**The problem**
Which lines in the records below contain the word "existing"? Copy each one out.

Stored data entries
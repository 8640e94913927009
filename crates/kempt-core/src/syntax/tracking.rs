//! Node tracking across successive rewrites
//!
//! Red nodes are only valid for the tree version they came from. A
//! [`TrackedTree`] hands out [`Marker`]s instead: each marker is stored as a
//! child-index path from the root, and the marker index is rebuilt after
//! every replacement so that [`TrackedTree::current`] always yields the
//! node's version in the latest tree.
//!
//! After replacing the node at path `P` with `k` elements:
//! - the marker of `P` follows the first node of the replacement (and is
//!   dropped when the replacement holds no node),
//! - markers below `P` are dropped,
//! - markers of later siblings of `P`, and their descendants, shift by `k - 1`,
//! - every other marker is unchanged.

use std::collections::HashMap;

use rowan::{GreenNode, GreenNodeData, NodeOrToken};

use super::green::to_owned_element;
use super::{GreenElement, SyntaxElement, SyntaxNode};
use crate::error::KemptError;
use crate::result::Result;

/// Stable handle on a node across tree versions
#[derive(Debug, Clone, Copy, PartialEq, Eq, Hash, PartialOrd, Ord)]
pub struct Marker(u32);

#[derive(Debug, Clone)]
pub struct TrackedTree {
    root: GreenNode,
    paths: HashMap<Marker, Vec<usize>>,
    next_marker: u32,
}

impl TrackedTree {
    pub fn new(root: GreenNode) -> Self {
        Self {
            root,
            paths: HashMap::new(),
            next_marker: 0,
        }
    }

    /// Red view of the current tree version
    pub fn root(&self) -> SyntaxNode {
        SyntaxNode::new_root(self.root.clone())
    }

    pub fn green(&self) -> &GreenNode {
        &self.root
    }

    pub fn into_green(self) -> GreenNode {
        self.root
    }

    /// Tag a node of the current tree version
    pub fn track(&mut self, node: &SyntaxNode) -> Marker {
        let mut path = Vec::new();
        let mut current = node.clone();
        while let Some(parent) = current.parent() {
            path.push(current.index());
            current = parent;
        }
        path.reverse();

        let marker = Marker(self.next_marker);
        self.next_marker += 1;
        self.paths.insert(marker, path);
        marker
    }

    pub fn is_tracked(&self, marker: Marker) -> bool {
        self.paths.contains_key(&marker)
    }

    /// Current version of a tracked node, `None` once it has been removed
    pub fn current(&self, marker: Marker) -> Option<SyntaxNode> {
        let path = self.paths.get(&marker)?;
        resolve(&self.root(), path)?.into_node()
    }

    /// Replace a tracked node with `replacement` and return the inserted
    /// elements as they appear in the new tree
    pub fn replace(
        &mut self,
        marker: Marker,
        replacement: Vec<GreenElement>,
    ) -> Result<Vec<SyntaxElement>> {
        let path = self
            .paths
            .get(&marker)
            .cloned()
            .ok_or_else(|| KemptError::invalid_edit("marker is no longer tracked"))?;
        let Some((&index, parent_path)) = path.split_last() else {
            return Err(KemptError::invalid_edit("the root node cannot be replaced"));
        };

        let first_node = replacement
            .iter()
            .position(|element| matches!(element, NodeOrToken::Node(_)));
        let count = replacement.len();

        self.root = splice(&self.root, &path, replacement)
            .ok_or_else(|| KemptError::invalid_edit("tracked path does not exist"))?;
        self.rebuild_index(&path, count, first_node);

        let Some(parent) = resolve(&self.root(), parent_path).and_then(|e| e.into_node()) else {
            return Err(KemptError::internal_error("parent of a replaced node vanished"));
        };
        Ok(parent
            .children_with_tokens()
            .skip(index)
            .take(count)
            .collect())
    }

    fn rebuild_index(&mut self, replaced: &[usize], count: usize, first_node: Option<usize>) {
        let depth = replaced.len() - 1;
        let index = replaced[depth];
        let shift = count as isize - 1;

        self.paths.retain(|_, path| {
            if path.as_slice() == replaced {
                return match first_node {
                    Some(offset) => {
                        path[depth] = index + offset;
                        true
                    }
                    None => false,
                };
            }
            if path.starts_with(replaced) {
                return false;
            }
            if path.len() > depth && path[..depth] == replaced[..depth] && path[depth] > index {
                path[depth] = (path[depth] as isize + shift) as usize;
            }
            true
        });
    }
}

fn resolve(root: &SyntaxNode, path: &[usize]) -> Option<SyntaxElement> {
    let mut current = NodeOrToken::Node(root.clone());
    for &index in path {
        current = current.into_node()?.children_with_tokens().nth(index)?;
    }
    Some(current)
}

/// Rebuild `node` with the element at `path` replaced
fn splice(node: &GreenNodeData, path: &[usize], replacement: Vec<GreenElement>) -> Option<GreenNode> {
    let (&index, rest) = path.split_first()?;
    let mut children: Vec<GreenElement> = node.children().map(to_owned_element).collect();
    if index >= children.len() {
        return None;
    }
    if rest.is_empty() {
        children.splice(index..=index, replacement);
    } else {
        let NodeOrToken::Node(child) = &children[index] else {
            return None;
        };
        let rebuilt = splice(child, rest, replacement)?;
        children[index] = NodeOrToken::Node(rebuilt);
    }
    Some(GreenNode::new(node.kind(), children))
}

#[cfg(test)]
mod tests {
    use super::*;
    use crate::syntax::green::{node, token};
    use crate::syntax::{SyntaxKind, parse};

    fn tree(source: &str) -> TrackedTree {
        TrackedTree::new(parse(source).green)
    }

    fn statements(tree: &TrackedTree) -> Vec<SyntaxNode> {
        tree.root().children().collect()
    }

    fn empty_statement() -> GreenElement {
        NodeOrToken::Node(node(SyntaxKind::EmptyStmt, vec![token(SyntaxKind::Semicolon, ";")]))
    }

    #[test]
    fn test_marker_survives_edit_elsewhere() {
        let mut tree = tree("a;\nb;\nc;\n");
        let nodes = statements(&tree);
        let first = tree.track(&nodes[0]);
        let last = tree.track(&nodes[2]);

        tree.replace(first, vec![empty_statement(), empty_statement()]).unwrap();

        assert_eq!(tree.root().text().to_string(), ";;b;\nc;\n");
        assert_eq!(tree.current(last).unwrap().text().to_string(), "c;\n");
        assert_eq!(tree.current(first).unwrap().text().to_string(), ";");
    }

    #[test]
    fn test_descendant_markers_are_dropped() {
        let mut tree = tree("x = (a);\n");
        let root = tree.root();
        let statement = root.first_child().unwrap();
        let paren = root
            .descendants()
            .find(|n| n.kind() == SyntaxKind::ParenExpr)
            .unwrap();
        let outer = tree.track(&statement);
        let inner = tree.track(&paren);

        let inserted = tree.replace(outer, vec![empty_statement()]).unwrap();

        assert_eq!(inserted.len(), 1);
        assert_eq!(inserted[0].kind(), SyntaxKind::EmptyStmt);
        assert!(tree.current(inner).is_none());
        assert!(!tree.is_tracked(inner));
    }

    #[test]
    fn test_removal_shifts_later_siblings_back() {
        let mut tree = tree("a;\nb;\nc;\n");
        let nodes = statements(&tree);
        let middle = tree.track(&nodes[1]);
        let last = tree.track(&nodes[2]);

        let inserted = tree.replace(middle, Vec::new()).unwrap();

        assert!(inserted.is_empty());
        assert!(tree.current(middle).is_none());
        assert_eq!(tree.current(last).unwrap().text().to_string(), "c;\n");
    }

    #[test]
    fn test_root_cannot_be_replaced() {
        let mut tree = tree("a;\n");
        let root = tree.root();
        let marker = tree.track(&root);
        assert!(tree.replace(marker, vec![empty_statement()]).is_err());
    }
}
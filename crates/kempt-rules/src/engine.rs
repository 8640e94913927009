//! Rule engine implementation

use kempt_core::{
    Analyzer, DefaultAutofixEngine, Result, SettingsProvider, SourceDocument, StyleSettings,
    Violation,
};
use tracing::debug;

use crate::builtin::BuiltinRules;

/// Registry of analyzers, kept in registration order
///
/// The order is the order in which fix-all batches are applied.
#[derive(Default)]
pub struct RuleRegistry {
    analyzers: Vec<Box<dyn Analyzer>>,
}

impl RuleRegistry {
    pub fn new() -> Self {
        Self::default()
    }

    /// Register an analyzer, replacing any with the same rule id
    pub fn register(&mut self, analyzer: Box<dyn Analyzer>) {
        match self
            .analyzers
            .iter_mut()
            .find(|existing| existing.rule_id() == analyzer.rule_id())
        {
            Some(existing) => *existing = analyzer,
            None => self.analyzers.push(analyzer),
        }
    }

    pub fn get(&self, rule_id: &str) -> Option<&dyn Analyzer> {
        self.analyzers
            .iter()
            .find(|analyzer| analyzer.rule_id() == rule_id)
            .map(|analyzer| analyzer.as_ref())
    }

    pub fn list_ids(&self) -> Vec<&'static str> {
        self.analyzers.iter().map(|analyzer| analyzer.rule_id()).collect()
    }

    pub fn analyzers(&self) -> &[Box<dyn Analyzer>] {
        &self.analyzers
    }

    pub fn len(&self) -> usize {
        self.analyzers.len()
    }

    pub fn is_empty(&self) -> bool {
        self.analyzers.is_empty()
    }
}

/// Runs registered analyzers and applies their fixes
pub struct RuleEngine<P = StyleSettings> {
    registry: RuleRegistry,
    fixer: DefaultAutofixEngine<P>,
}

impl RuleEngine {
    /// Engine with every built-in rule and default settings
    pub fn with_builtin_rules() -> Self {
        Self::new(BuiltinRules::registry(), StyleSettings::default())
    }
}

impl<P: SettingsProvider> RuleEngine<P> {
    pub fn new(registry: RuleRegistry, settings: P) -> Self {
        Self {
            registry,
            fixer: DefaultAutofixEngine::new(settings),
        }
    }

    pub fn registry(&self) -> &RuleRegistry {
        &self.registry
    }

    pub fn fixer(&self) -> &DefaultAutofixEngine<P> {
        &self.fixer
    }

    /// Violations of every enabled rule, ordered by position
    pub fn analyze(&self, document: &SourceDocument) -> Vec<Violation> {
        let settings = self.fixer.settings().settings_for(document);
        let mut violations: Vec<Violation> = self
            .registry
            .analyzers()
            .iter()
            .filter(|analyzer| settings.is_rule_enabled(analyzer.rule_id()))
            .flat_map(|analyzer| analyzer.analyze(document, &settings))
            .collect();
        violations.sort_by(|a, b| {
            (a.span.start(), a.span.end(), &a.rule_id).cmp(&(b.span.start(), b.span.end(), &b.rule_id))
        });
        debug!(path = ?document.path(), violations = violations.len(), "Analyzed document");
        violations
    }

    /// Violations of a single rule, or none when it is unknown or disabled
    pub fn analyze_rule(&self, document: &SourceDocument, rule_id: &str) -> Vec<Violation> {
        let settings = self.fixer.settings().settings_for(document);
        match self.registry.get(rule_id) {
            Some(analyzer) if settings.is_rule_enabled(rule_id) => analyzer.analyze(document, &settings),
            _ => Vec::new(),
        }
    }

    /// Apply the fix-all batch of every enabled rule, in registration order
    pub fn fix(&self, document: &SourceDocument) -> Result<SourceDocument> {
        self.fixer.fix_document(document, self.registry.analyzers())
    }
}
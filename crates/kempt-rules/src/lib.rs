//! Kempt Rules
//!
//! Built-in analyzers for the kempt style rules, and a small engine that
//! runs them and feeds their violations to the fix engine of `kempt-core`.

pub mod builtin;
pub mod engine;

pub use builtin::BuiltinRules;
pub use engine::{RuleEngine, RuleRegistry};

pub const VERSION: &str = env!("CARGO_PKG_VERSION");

**Solution for this problem**
            .find(|existing| existing.rule_id() == analyzer.rule_id())
            Some(existing) => *existing = analyzer,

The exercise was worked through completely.